İsrail, Lübnan’daki ateşkesi ihlal ederek ABD’nin 5 milyon dolar ödül koyduğu Hizbullah komutanı Heysem Ali Taba Tabayi’yi Beyrut’ta hedef aldı. Netanyahu saldırıların devam edeceğini açıklarken, uzmanlar İsrail’in çok cepheli savaş stratejisini değerlendiriyor.
Beyrut’ta Hedef: Üst Düzey Hizbullah Komutanı
İsrail, Eylül 2024’te ilan edilen ateşkese rağmen Lübnan’a yönelik saldırılarını sürdürüyor. Son olarak, Hizbullah’ın üst düzey komutanlarından ve askeri kanadını toparlamakla görevli Heysem Ali Taba Tabayi, Beyrut’ta düzenlenen bir saldırıda hedef alındı. 2016’dan beri ABD tarafından “aranan terörist” listesinde bulunan ve başına 5 milyon dolar ödül konan Taba Tabayi’nin hayati durumu netleşmezken, saldırı bölgede gerilimi tırmandırdı.
İsrail Başbakanı Binyamin Netanyahu yaptığı açıklamada, Hizbullah’ın yeniden güçlenmesine asla izin verilmeyeceğini belirterek saldırıların süreceği sinyalini verdi. Hizbullah ise misilleme yapacağı tehdidinde bulundu. İsrail’in, son ateşkes döneminde ihlal sayısının 5 bini aştığı belirtiliyor.
Çok Cepheli Savaş Stratejisi ve Lübnan’daki Güç Boşluğu
Gazeteci analist Güngör Yavuz Aslan’a göre bu saldırı, İsrail’in Gazze, Suriye, Yemen ve Batı Şeria’yı da kapsayan çok cepheli saldırı stratejisinin bir parçası. Lübnan özelinde ise durum daha karmaşık. İsrail’in işgal ettiği bölgelerden çekilmediği, Lübnan ordusunun zayıf kaldığı ve Birleşmiş Milletler barış gücünün (UNIFIL) etkisizleştiği bir ortamda İsrail, “ölüm listesi” olarak adlandırılan hedeflere yönelik operasyonlarını sürdürüyor.
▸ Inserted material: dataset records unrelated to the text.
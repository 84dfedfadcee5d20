use redis::aio::ConnectionManager;
use serde::{Serialize, de::DeserializeOwned};

use crate::store::StoreResult;

/// Fast cache tier in front of the durable store. Entries carry a TTL so
/// a missed invalidation heals itself.
#[derive(Clone)]
pub struct Cache {
    conn: ConnectionManager,
    ttl_secs: u64,
}

impl Cache {
    pub fn new(conn: ConnectionManager, ttl_secs: u64) -> Self {
        Self { conn, ttl_secs }
    }

    pub async fn get_json<T: DeserializeOwned>(&self, key: &str) -> StoreResult<Option<T>> {
        let mut conn = self.conn.clone();
        let raw: Option<String> = redis::cmd("GET")
            .arg(key)
            .query_async(&mut conn)
            .await?;
        match raw {
            Some(json) => Ok(Some(serde_json::from_str(&json)?)),
            None => Ok(None),
        }
    }

    pub async fn set_json<T: Serialize>(&self, key: &str, value: &T) -> StoreResult<()> {
        let json = serde_json::to_string(value)?;
        let mut conn = self.conn.clone();
        redis::cmd("SET")
            .arg(key)
            .arg(json)
            .arg("EX")
            .arg(self.ttl_secs)
            .query_async::<()>(&mut conn)
            .await?;
        Ok(())
    }

    pub async fn del(&self, key: &str) -> StoreResult<()> {
        let mut conn = self.conn.clone();
        redis::cmd("DEL")
            .arg(key)
            .query_async::<()>(&mut conn)
            .await?;
        Ok(())
    }
}
use async_trait::async_trait;
use bson::{DateTime, doc};
use meethub_db::models::Room;
use mongodb::Database;
use tracing::warn;

use crate::store::{RoomStore, StoreResult};

use super::base::BaseDao;
use super::cache::Cache;

/// Room records on MongoDB with a Redis cache tier.
///
/// Writes go to both tiers concurrently; the durable tier decides the
/// outcome. On partial failure the cache entry is dropped so it cannot
/// serve a write that never landed durably, and the TTL bounds any
/// divergence a crash leaves behind.
pub struct MongoRoomStore {
    base: BaseDao<Room>,
    cache: Cache,
}

impl MongoRoomStore {
    pub fn new(db: &Database, cache: Cache) -> Self {
        Self {
            base: BaseDao::new(db, Room::COLLECTION),
            cache,
        }
    }

    fn cache_key(room_id: &str) -> String {
        format!("meethub:room:{room_id}")
    }
}

#[async_trait]
impl RoomStore for MongoRoomStore {
    async fn get(&self, room_id: &str) -> StoreResult<Option<Room>> {
        let key = Self::cache_key(room_id);
        match self.cache.get_json::<Room>(&key).await {
            Ok(Some(room)) => return Ok(Some(room)),
            Ok(None) => {}
            Err(e) => warn!(room_id, error = %e, "Room cache read failed, falling back"),
        }

        let room = self.base.find_one(doc! { "room_id": room_id }).await?;
        if let Some(ref room) = room {
            if let Err(e) = self.cache.set_json(&key, room).await {
                warn!(room_id, error = %e, "Room cache refill failed");
            }
        }
        Ok(room)
    }

    async fn save(&self, room: &Room) -> StoreResult<()> {
        let key = Self::cache_key(&room.room_id);
        let filter = doc! { "room_id": &room.room_id };

        let (durable, cached) = tokio::join!(
            self.base.upsert_one(filter, room),
            self.cache.set_json(&key, room),
        );
        if let Err(e) = &cached {
            warn!(room_id = %room.room_id, error = %e, "Room cache write failed");
        }

        let (outcome, invalidate) = super::settle_dual_write(durable, cached);
        if invalidate {
            if let Err(e) = self.cache.del(&key).await {
                warn!(room_id = %room.room_id, error = %e, "Room cache invalidation failed, TTL will expire it");
            }
        }
        outcome
    }

    async fn delete(&self, room_id: &str) -> StoreResult<bool> {
        let key = Self::cache_key(room_id);

        let (durable, cached) = tokio::join!(
            self.base.delete_one(doc! { "room_id": room_id }),
            self.cache.del(&key),
        );

        // A failed cache delete is survivable: the entry expires on its
        // own TTL. The durable result decides the outcome.
        if let Err(e) = cached {
            warn!(room_id, error = %e, "Room cache delete failed");
        }
        durable
    }

    async fn list_expired(&self, now: DateTime) -> StoreResult<Vec<Room>> {
        self.base
            .find_many(
                doc! {
                    "auto_deletion_date": { "$ne": null, "$lte": now },
                    "marked_for_deletion": false,
                },
                Some(doc! { "auto_deletion_date": 1 }),
            )
            .await
    }
}
pub mod fakes;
Güney Lübnan’da üst düzey komutan kayıplarıyla zayıflayan Hizbullah’ın, toparlanma potansiyeli ise halen bir tehdit olarak görülüyor.
Suriye Cephesi: Stratejik Hedefler ve Tampon Bölgeler
İsrail’in saldırgan stratejisi sadece Lübnan ile sınırlı değil. Suriye’nin güneybatı hatlarında, özellikle Süveyda bölgesinde askeri varlığını ve nüfuzunu artırdığı bildiriliyor. Bölgedeki Dürzi topluluklar üzerinden etki alanı oluşturan İsrail’in, Suriye ordusunun tam kontrol sağlayamadığı bu bölgelerdeki nihai hedefleri arasında başkent Şam ve diğer stratejik noktalar yer alıyor. Analizlere göre, İsrail’in oluşturduğu koridor ve tampon bölgeler, Suriye’nin normalleşme sürecinin önündeki en büyük engellerden biri.
Bölgesel Hakimiyet Mücadelesi ve “Şii Hilali”
Lübnan ve Suriye’deki bu gelişmeler, daha geniş bir bölgesel savaş dinamiğinin parçaları olarak yorumlanıyor. İsrail’in, “Şii Hilali” olarak adlandırılan İran destekli güçlere (Hizbullah, Hamas, Husiler) yönelik saldırılarıyla bölgesel hakimiyet peşinde olduğu belirtiliyor. Bu kapsamda, Gazze’de de ateşkesin sık sık ihlal edildiği ve Hamas’ın yeniden toparlanma çabaları içinde olduğu ifade ediliyor. Tüm bu unsurlar, bölgenin yeni çatışmalara gebe olduğuna işaret ediyor.
Uluslararası Tepki ve İstikrar Arayışı
Uzmanlar, İsrail’in saldırganlığının sadece devlet dışı aktörlerle sınırlı kalmayıp, fiilen devletleri de hedef aldığını vurguluyor. Bölgesel barış ve istikrarın sağlanabilmesi için BM Güvenlik Konseyi’nin harekete geçmesi gerektiği sık sık dile getiriliyor. Ancak, uluslararası güvenlik mimarisindeki zayıflıklar, ateşkeslerin uygulanamaması ve dış aktörlerin ağırlığı, devam eden çatışma risklerini daha da artırıyor.